Favorite Brands in TX, NM Joins Hensley, Pushes Back Against SGWS Subpoena in Dispute with FTC
A second distributor that received a sweeping subpoena from Southern Glazer's Wine & Spirits last Aug refused to cooperate and landed in court this mo. Last wk, Southern filed a motion in a Texas fed ct to compel cooperation with the request from Favorite Brands, wine, spirits and craft beer-focused sibling co of major TX-based AB distrib L&F, owned by the LaMantia family. The filing follows a near identical dispute between Southern and Hensley in nearby Arizona, which landed in fed ct last mo (a story we broke earlier this mo).
AB ceo Brendan Whitworth spoke at Beer Business Daily's Summit in San Diego yesterday, marking his first external industry speaking engagement since 2023. So it had been a minute since the broader industry has heard from the top US brewer's ceo and there was a lot to talk about. Brendan hit on hot topics ranging from brand moves in CA and working with Southern Glazer's Wine & Spirits, to consistent growth of Mich Ultra, Busch Light and Cutwater, Phorm Energy's early days with AB, co's evolving mindset on innovation and supply chain.
After 30 yrs, the abandoned site of Lone Star Brewery in San Antonio might finally be redeveloped under a new owner, notes the SA Report. Development co Southstar purchased the property, operations at which shut down in 1996, six yrs after another co, GrayStreet Partners, bought it for $14.45 mil in 2020 but put it back on the mkt in 2022. Southstar did not divulge its plans for the long-dilapidated 32-acre site, which was appraised at $18.5 mil by county officials, but said they would work with the city and the San Antonio River Authority as part of its proposed downtown sports and entertainment district. "The Lone Star site is an important and complex opportunity to better connect neighbors and create spaces that are needed in San Antonio," co said in press release.

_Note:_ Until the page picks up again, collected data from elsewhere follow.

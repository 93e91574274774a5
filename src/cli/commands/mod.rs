//! CLI command implementations.

mod chat;
mod config;
mod doctor;
mod tools;

pub use chat::{run_chat, ChatOptions};
pub use config::run_config;
pub use doctor::run_doctor;
pub use tools::run_tools;
//! CLI output formatting utilities.

use crate::conversation::{ContentBlock, Role, Turn, TurnContent};
use crate::tools::ToolDeclaration;
use console::style;
use indicatif::{ProgressBar, ProgressStyle};

/// Output helper for CLI formatting.
pub struct Output;

impl Output {
    /// Print an info message.
    pub fn info(msg: &str) {
        println!("{} {}", style(">>").cyan().bold(), msg);
    }

    /// Print a success message.
    pub fn success(msg: &str) {
        println!("{} {}", style(">>").green().bold(), msg);
    }

    /// Print a warning message.
    pub fn warning(msg: &str) {
        eprintln!("{} {}", style(">>").yellow().bold(), msg);
    }

    /// Print an error message.
    pub fn error(msg: &str) {
        eprintln!("{} {}", style(">>").red().bold(), msg);
    }

    /// Print a header.
    pub fn header(msg: &str) {
        println!("\n{}", style(msg).bold().underlined());
    }

    /// Print a key-value pair.
    pub fn kv(key: &str, value: &str) {
        println!("  {}: {}", style(key).dim(), value);
    }

    /// Print a list item.
    pub fn list_item(msg: &str) {
        println!("  {} {}", style("*").cyan(), msg);
    }

    /// Print a tool declaration.
    pub fn tool(declaration: &ToolDeclaration) {
        println!(
            "\n{} {}",
            style(">>").green(),
            style(&declaration.name).bold()
        );
        println!("   {}", content_preview(&declaration.description, 200));

        let required: Vec<&str> = declaration.input_schema["required"]
            .as_array()
            .map(|r| r.iter().filter_map(|v| v.as_str()).collect())
            .unwrap_or_default();
        if let Some(properties) = declaration.input_schema["properties"].as_object() {
            for (name, schema) in properties {
                let kind = schema["type"].as_str().unwrap_or("any");
                let marker = if required.contains(&name.as_str()) { "" } else { "?" };
                println!("   {}{}: {}", style(name).cyan(), marker, style(kind).dim());
            }
        }
    }

    /// Print one transcript turn.
    pub fn turn(index: usize, turn: &Turn) {
        let role = match turn.role {
            Role::User => style("user").green().bold(),
            Role::Assistant => style("assistant").magenta().bold(),
        };
        println!("\n{} {}", style(format!("[{}]", index)).dim(), role);

        let blocks = match &turn.content {
            TurnContent::Text(text) => {
                println!("   {}", content_preview(text, 300));
                return;
            }
            TurnContent::Blocks(blocks) => blocks,
        };

        for block in blocks {
            match block {
                ContentBlock::Text { text } => println!("   {}", content_preview(text, 300)),
                ContentBlock::Image { media_type, data } => println!(
                    "   {}",
                    style(format!("<{} image, {} bytes base64>", media_type, data.len())).dim()
                ),
                ContentBlock::ToolUse { id, name, input } => println!(
                    "   {} {}({}) {}",
                    style("call").cyan(),
                    style(name).bold(),
                    content_preview(&input.to_string(), 120),
                    style(id).dim()
                ),
                ContentBlock::ToolResult {
                    tool_use_id,
                    content,
                    is_error,
                } => {
                    let label = if *is_error {
                        style("error").red()
                    } else {
                        style("result").green()
                    };
                    println!(
                        "   {} {} {}",
                        label,
                        style(tool_use_id).dim(),
                        content_preview(content, 200)
                    );
                }
            }
        }
    }

    /// Create a spinner.
    pub fn spinner(msg: &str) -> ProgressBar {
        let pb = ProgressBar::new_spinner();
        pb.set_style(
            ProgressStyle::default_spinner()
                .template("{spinner:.green} {msg}")
                .unwrap_or_else(|_| ProgressStyle::default_spinner()),
        );
        pb.set_message(msg.to_string());
        pb.enable_steady_tick(std::time::Duration::from_millis(100));
        pb
    }
}

/// Format elapsed seconds as a short human-readable string.
pub fn format_duration(seconds: f64) -> String {
    let total_seconds = seconds as u32;
    let minutes = total_seconds / 60;
    let secs = total_seconds % 60;

    if minutes > 0 {
        format!("{}m {}s", minutes, secs)
    } else {
        format!("{:.1}s", seconds)
    }
}

/// Truncate content with ellipsis.
fn content_preview(content: &str, max_len: usize) -> String {
    let content = content.replace('\n', " ");
    if content.chars().count() <= max_len {
        content
    } else {
        let truncated: String = content.chars().take(max_len).collect();
        format!("{}...", truncated)
    }
}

Months after closing its Aurora, CO taproom, Dry Dock Brewing is set to open a new location at Denver's Pub on Pearl, reports the Glendale Cherry Creek Chronicle. Recall, Dry Dock and Left Hand merged in Apr with plans to "double the sales" of the former co thru expansion after reporting 8.3K bbls produced to the BA in 2024, down more than 5K since 2020. Founded in 2005, Dry Dock will operate out of the existing Pub on Pearl, "a longtime neighborhood gathering spot known for its relaxed atmosphere and central location just blocks from Washington Park." No exact timetable was given for the move, tho Dry Dock's website says new location would open this spring.